DETAILED DESCRIPTION OF THE FIGURES
[0016] The figures and the following description illustrate
specific exemplary embodiments of the invention. It will thus be
appreciated that those skilled in the art will be able to devise
various arrangements that, although not explicitly described or
shown herein, embody the principles of the invention and are
included within the scope of the invention. Furthermore, any
examples described herein are intended to aid in understanding the
principles of the invention and are to be construed as being
without limitation to such specifically recited examples and
conditions. As a result, the invention is not limited to the
specific embodiments or examples described below.
[0017] FIG. 1 is a block diagram of an exemplary communication
system operable when encountering aggressive behavior from other
communication systems. The communication system includes a
communication processor 110 that is coupled to a WAP 104 through a
communication network 105. The communication processor 110 is
operable to detect aggressive behavior from the radio access
network (RAN) point 102 communicating with one or more the UEs
103-1 -103-N in the vicinity of the WAP 103. For example, the UE
103-1 may be communicating with the communication network 105
through the WAP 104 under one communication protocol. Other UEs 103
in the area may be communicating with the RAN point 102 via another
different communication protocol. Communications from these other
UEs 103 with the RAN point 102 may interfere with the
communications of UEs 103 trying to communicate through the WAP
104. The communication processor 110 is operable to detect this
aggressive activity and estimate a rate of successful communication
with a UE (e.g., UE 103-1) via the WAP 104 based on some of the UEs
103 (e.g., UEs 103-2-103-N, wherein the reference number "N" is
merely intended to represent an integer greater than 1 and not
necessarily equal to any other "N" references herein) communicating
with the RAN point 102 via the other communication protocol.
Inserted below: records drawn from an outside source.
use std::net::SocketAddr;
use std::path::PathBuf;
use std::sync::Arc;

use anyhow::{Context, Result};
use api_docs::{ApiDocs, ApiDocsConfig};
use apidoc::{Contact, Info};
use clap::{Parser, Subcommand};
use mimalloc::MiMalloc;
use runtime::{AppConfig, CliArgs};
use tokio_util::sync::CancellationToken;

mod pets;

#[global_allocator]
static GLOBAL: MiMalloc = MiMalloc;

/// Petstore demo server with a generated OpenAPI document
#[derive(Parser)]
#[command(name = "petstore-server")]
#[command(about = "Petstore demo server with a generated OpenAPI document")]
#[command(version)]
struct Cli {
    /// Path to configuration file
    #[arg(short, long)]
    config: Option<PathBuf>,

    /// Port for HTTP server (overrides config)
    #[arg(short, long)]
    port: Option<u16>,

    /// Print current configuration and exit
    #[arg(long)]
    print_config: bool,

    /// Log verbosity level (-v debug, -vv trace)
    #[arg(short, long, action = clap::ArgAction::Count)]
    verbose: u8,

    #[command(subcommand)]
    command: Option<Commands>,
}

#[derive(Subcommand)]
enum Commands {
    /// Start the server
    Run,
    /// Check configuration and the generated document
    Check,
    /// Print the OpenAPI document and exit
    DumpOpenapi {
        /// Pretty-print the JSON
        #[arg(long)]
        pretty: bool,
    },
}

#[tokio::main]
async fn main() -> Result<()> {
    let cli = Cli::parse();

    let args = CliArgs {
        config: cli.config.as_ref().map(|p| p.to_string_lossy().to_string()),
        port: cli.port,
        print_config: cli.print_config,
        verbose: cli.verbose,
    };

    let mut config = AppConfig::load_or_default(cli.config.as_deref())?;
    config.apply_cli_overrides(&args);

    if cli.print_config {
        println!("{}", config.to_yaml()?);
        return Ok(());
    }

    let command = cli.command.unwrap_or(Commands::Run);

    // Keep stdout clean for the document dump.
    if !matches!(command, Commands::DumpOpenapi { .. }) {
        let logging_config = config.logging.clone().unwrap_or_default();
        runtime::init_logging_from_config(&logging_config, config.home_dir());
        tracing::info!("Petstore server starting");
    }

    let api = build_api(&config, &args)?;

    match command {
        Commands::Run => run_server(api).await,
        Commands::Check => check(&config, &api),
        Commands::DumpOpenapi { pretty } => dump_openapi(&api, pretty),
    }
}

fn build_api(config: &AppConfig, args: &CliArgs) -> Result<Arc<ApiDocs>> {
    let mut docs_config = ApiDocsConfig::from_app_config(config)?;
    if let Some(port) = args.port {
        let mut addr: SocketAddr = docs_config
            .bind_addr
            .parse()
            .with_context(|| format!("Invalid bind address '{}'", docs_config.bind_addr))?;
        addr.set_port(port);
        docs_config.bind_addr = addr.to_string();
    }

    let info = Info::new("Petstore", env!("CARGO_PKG_VERSION"))
        .description("A sample pets API whose document is generated from its routes")
        .contact(Contact::email("apiteam@example.com"))
        .license("Apache 2.0", Some("https://www.apache.org/licenses/LICENSE-2.0".into()));

    let api = ApiDocs::new(docs_config, info);
    pets::install(
        &api,
        Arc::new(pets::PetStore::with_samples()),
        pets::DemoSecrets::default(),
    )?;
    Ok(Arc::new(api))
}

async fn run_server(api: Arc<ApiDocs>) -> Result<()> {
    let cancel = CancellationToken::new();

    tokio::spawn({
        let cancel = cancel.clone();
        async move {
            if let Err(e) = tokio::signal::ctrl_c().await {
                tracing::error!(error = %e, "Failed to listen for shutdown signal");
                return;
            }
            tracing::info!("Shutdown signal received");
            cancel.cancel();
        }
    });

    api.serve(cancel).await
}

fn check(config: &AppConfig, api: &ApiDocs) -> Result<()> {
    tracing::info!("Checking configuration...");
    let doc = api
        .openapi_json()
        .context("OpenAPI document could not be built")?;

    println!("Configuration check passed");
    println!("OpenAPI document: {} bytes", doc.json.len());
    println!("{}", config.to_yaml()?);
    Ok(())
}

fn dump_openapi(api: &ApiDocs, pretty: bool) -> Result<()> {
    let doc = api.openapi_json()?;
    if pretty {
        let value: serde_json::Value = serde_json::from_slice(&doc.json)?;
        println!("{}", serde_json::to_string_pretty(&value)?);
    } else {
        println!("{}", String::from_utf8_lossy(&doc.json));
    }
    Ok(())
}
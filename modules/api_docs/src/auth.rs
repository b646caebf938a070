//! Authentication layer for routes declared under an auth requirement.
//!
//! Each registered security scheme gets one [`AuthProvider`]: the scheme says
//! where credentials live in a request, the user-supplied [`AuthValidator`]
//! decides whether they are good. A guarded route passes when any of its
//! schemes accepts the request; the resulting [`Principal`] is put into the
//! request extensions.
//!
//! JWT providers verify the bearer token's signature and registered claims
//! with `jsonwebtoken` before the validator runs; the decoded claims travel
//! on to the validator and the principal.

use std::sync::Arc;

use apidoc::{ApiKeyLocation, AuthRequirement, SchemeKind, SecurityScheme};
use axum::{
    body::Body,
    extract::State,
    http::{header, HeaderMap, Request},
    middleware::Next,
    response::Response,
};
use base64::{engine::general_purpose::STANDARD, Engine};
use dashmap::DashMap;
use jsonwebtoken::{Algorithm, DecodingKey, Validation};
use serde_json::Value;

use crate::error::AppError;
use crate::request_id::XRequestId;

/// Credentials found in a request, before validation.
#[derive(Clone, Debug, PartialEq, Eq)]
pub enum Credentials {
    ApiKey(String),
    Basic { username: String, password: String },
    Bearer(String),
    /// Bearer token whose signature and `exp` have been verified.
    Jwt { token: String, claims: Value },
}

/// The authenticated caller, available to handlers as `Extension<Principal>`.
#[derive(Clone, Debug, PartialEq, Eq)]
pub struct Principal {
    /// Scheme that accepted the request.
    pub scheme: String,
    pub subject: String,
    /// Decoded token claims, for JWT schemes.
    pub claims: Option<Value>,
}

impl Principal {
    pub fn new(scheme: impl Into<String>, subject: impl Into<String>) -> Self {
        Self {
            scheme: scheme.into(),
            subject: subject.into(),
            claims: None,
        }
    }

    pub fn with_claims(mut self, claims: Value) -> Self {
        self.claims = Some(claims);
        self
    }
}

/// Decides whether extracted credentials are valid.
pub trait AuthValidator: Send + Sync + 'static {
    /// `Some(subject)` on success.
    fn validate(&self, credentials: &Credentials) -> Option<String>;
}

impl<F> AuthValidator for F
where
    F: Fn(&Credentials) -> Option<String> + Send + Sync + 'static,
{
    fn validate(&self, credentials: &Credentials) -> Option<String> {
        self(credentials)
    }
}

/// Signature key and claim rules for JWT bearer tokens.
pub struct JwtVerifier {
    key: DecodingKey,
    validation: Validation,
}

impl JwtVerifier {
    pub fn new(key: DecodingKey, validation: Validation) -> Self {
        Self { key, validation }
    }

    /// HMAC-SHA256 shared secret with the default rules (`exp` required and checked).
    pub fn hs256(secret: &[u8]) -> Self {
        Self::new(
            DecodingKey::from_secret(secret),
            Validation::new(Algorithm::HS256),
        )
    }

    pub fn verify(&self, token: &str) -> Result<Value, jsonwebtoken::errors::Error> {
        jsonwebtoken::decode::<Value>(token, &self.key, &self.validation).map(|data| data.claims)
    }
}

pub struct AuthProvider {
    scheme: Arc<SecurityScheme>,
    validator: Box<dyn AuthValidator>,
    jwt: Option<JwtVerifier>,
}

impl AuthProvider {
    pub fn new(scheme: Arc<SecurityScheme>, validator: impl AuthValidator) -> Self {
        Self {
            scheme,
            validator: Box::new(validator),
            jwt: None,
        }
    }

    /// Provider whose bearer tokens must pass `verifier` before reaching `validator`.
    pub fn jwt(
        scheme: Arc<SecurityScheme>,
        verifier: JwtVerifier,
        validator: impl AuthValidator,
    ) -> Self {
        Self {
            jwt: Some(verifier),
            ..Self::new(scheme, validator)
        }
    }

    pub fn name(&self) -> &str {
        &self.scheme.name
    }

    pub fn scheme(&self) -> &Arc<SecurityScheme> {
        &self.scheme
    }

    /// Credentials for this scheme, if the request carries any.
    pub fn extract<B>(&self, req: &Request<B>) -> Option<Credentials> {
        match &self.scheme.kind {
            SchemeKind::ApiKey {
                location,
                parameter_name,
            } => {
                let value = match location {
                    ApiKeyLocation::Header => header_value(req.headers(), parameter_name),
                    ApiKeyLocation::Query => query_value(req.uri().query(), parameter_name),
                    ApiKeyLocation::Cookie => cookie_value(req.headers(), parameter_name),
                };
                value.map(Credentials::ApiKey)
            }
            SchemeKind::HttpBasic => {
                let encoded = authorization(req.headers(), "Basic")?;
                let decoded = STANDARD.decode(encoded).ok()?;
                let decoded = String::from_utf8(decoded).ok()?;
                let (username, password) = decoded.split_once(':')?;
                Some(Credentials::Basic {
                    username: username.to_string(),
                    password: password.to_string(),
                })
            }
            SchemeKind::HttpBearer { .. } | SchemeKind::OAuth2 { .. } => {
                authorization(req.headers(), "Bearer").map(|t| Credentials::Bearer(t.to_string()))
            }
        }
    }

    pub fn authenticate(&self, credentials: &Credentials) -> Option<Principal> {
        if let (Some(verifier), Credentials::Bearer(token)) = (&self.jwt, credentials) {
            let claims = match verifier.verify(token) {
                Ok(claims) => claims,
                Err(e) => {
                    tracing::debug!(scheme = %self.name(), error = %e, "JWT rejected");
                    return None;
                }
            };
            let verified = Credentials::Jwt {
                token: token.clone(),
                claims: claims.clone(),
            };
            let subject = self.validator.validate(&verified)?;
            return Some(Principal::new(self.name(), subject).with_claims(claims));
        }

        self.validator
            .validate(credentials)
            .map(|subject| Principal::new(self.name(), subject))
    }
}

fn header_value(headers: &HeaderMap, name: &str) -> Option<String> {
    headers
        .get(name.to_ascii_lowercase().as_str())
        .and_then(|v| v.to_str().ok())
        .filter(|v| !v.is_empty())
        .map(str::to_owned)
}

fn query_value(query: Option<&str>, name: &str) -> Option<String> {
    url::form_urlencoded::parse(query?.as_bytes())
        .find(|(k, _)| k == name)
        .map(|(_, v)| v.into_owned())
        .filter(|v| !v.is_empty())
}

fn cookie_value(headers: &HeaderMap, name: &str) -> Option<String> {
    headers
        .get_all(header::COOKIE)
        .iter()
        .filter_map(|v| v.to_str().ok())
        .flat_map(|v| v.split(';'))
        .filter_map(|pair| pair.trim().split_once('='))
        .find(|(k, _)| *k == name)
        .map(|(_, v)| v.to_string())
        .filter(|v| !v.is_empty())
}

/// Token of an `Authorization: <scheme> <token>` header; scheme is case-insensitive.
fn authorization<'a>(headers: &'a HeaderMap, scheme: &str) -> Option<&'a str> {
    let value = headers.get(header::AUTHORIZATION)?.to_str().ok()?;
    let (given, token) = value.split_once(' ')?;
    let token = token.trim();
    (given.eq_ignore_ascii_case(scheme) && !token.is_empty()).then_some(token)
}

/// Scheme name → provider. Shared by every guard.
pub type AuthProviders = Arc<DashMap<String, Arc<AuthProvider>>>;

/// State of one guarded route.
#[derive(Clone)]
pub struct AuthGuard {
    pub providers: AuthProviders,
    pub requirement: Arc<AuthRequirement>,
}

/// Middleware enforcing an [`AuthRequirement`].
pub async fn auth_guard(
    State(guard): State<AuthGuard>,
    mut req: Request<Body>,
    next: Next,
) -> Response {
    let mut presented = false;

    for name in &guard.requirement.schemes {
        let provider = guard.providers.get(name).map(|p| Arc::clone(p.value()));
        let Some(provider) = provider else {
            tracing::error!(scheme = %name, "No auth provider registered for scheme");
            continue;
        };
        let Some(credentials) = provider.extract(&req) else {
            continue;
        };
        presented = true;

        if let Some(principal) = provider.authenticate(&credentials) {
            tracing::debug!(scheme = %principal.scheme, subject = %principal.subject, "Authenticated request");
            req.extensions_mut().insert(principal);
            return next.run(req).await;
        }
    }

    if !presented && guard.requirement.optional {
        return next.run(req).await;
    }

    let request_id = req.extensions().get::<XRequestId>().map(|r| r.0.clone());
    let message = if presented {
        "invalid credentials"
    } else {
        "missing credentials"
    };
    let mut response =
        AppError::Unauthorized(message.to_string()).into_response_with(request_id.as_deref());
    if let Some(challenge) = challenge(&guard) {
        if let Ok(value) = challenge.parse() {
            response.headers_mut().insert(header::WWW_AUTHENTICATE, value);
        }
    }
    response
}

/// `WWW-Authenticate` challenge for the first HTTP-style scheme of the requirement.
fn challenge(guard: &AuthGuard) -> Option<String> {
    guard.requirement.schemes.iter().find_map(|name| {
        let provider = guard.providers.get(name)?;
        match provider.scheme().kind {
            SchemeKind::HttpBasic => Some(format!("Basic realm=\"{name}\"")),
            SchemeKind::HttpBearer { .. } | SchemeKind::OAuth2 { .. } => Some("Bearer".to_string()),
            SchemeKind::ApiKey { .. } => None,
        }
    })
}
[0018] Examples of the UEs 103 include cellular phones, laptop
computers, tablet computers, and the like. Generally, the WAP 104
operates on one protocol and the RAN point 102 operates on another
different protocol. However, the communication processor 110 may
also be operable to detect aggressive activity in an RF band from
another communication system using the same communication protocol
as the WAP 104. In any case, the communication processor 110 is
operable to detect aggressive activity by another communication
system, determine the ability of the UE 103 to communicate through
the WAP 104, and circumvent the aggressive activity of the other
communication system. Examples of the communication processor 110
include network elements operable with the communication network
105 (e.g., communication switches, routers, network servers, etc.).
Although the communication processor 110 was discussed as being
configured external to the WAP 104, alternative embodiments include
the communication processor 110 being configured with the WAP
104.
[0019] Examples of the communication system include a WiFi network
being interfered with by an LTE network. For example, LTE
communications are increasingly moving into unlicensed RF bands
where WiFi communications predominately exist (e.g., the ISM band).
Accordingly, the embodiments herein may be operable to detect
aggressive activity by an LTE network and work to overcome any
interference by the LTE network. However, the invention is not
intended to be limited to WiFi communications being interfered with
by LTE communications. Rather, the embodiments herein are intended
to provide an understanding of how one communication system
operating under a communication protocol can work to overcome
aggressive activity by another communication system operating under
a different communication protocol. Other exemplary embodiments are
shown and described below.
[0020] FIG. 2 is a flowchart illustrating an exemplary process 200
of the communication system of FIG. 1. In this embodiment, the WAP
104 links a first UE 103 (e.g., UE 103-1) to the communication
network 105 using a first communication protocol, in the process
element 201. From there, the communication processor 110 detects
another communication system operating within range of the WAP 104,
in the process element 202. The communication processor 110 then
determines whether the other communication system is operating on
the same protocol as that of the WAP 104, in the process element
203.
[0021] For example, if the WAP 104 is part of a WiFi communication
network using the 802.11 IEEE protocol and the RAN point 102 is
operating under the same WiFi protocol, then the WAP 104
understands how to communicate with the UE 103-1 based on
contention procedures within the 802.11 IEEE protocol so that both
WiFi networks can coexist. However, if the RAN point 102 is part of
an LTE network, the LTE network may attempt to acquire as much of
the RF band as it needs without regard to any other systems, such
as WiFi. And, since the WAP 104 would not understand how to coexist
with another communication network, the LTE communications may
severely degrade or even destroy any possibility of the WAP 104
communicating with the UE 103-1.
[0022] Accordingly, if the other communication system is operating
in accordance with the protocol signaling of the WAP 104, then the
WAP 104 may implement its "back off" procedures to ensure that the
WAP 104 coexists with the RAN 102, in the process element 206. From
there, the WAP 104 and the communication processor 110 may link
another or the same UE 103 to the WAP 104 in the process element
201. That is, the communication processor 110 may continually
evaluate whether communications are likely to be successful for the
UEs 103. But, if the RAN 102 is operating on a different
communication protocol than the WAP 104 so as to potentially
interfere with the WAP 104, then the communication processor 110
queries the UEs 103 within range of the WAP 104, in the process
element 204. From there, the communication processor 110 estimates
a successful communication with the first UE 103 (e.g., the UE
103-1), in the process element 205, based on the number of UEs 103
communicating via the other communication protocol.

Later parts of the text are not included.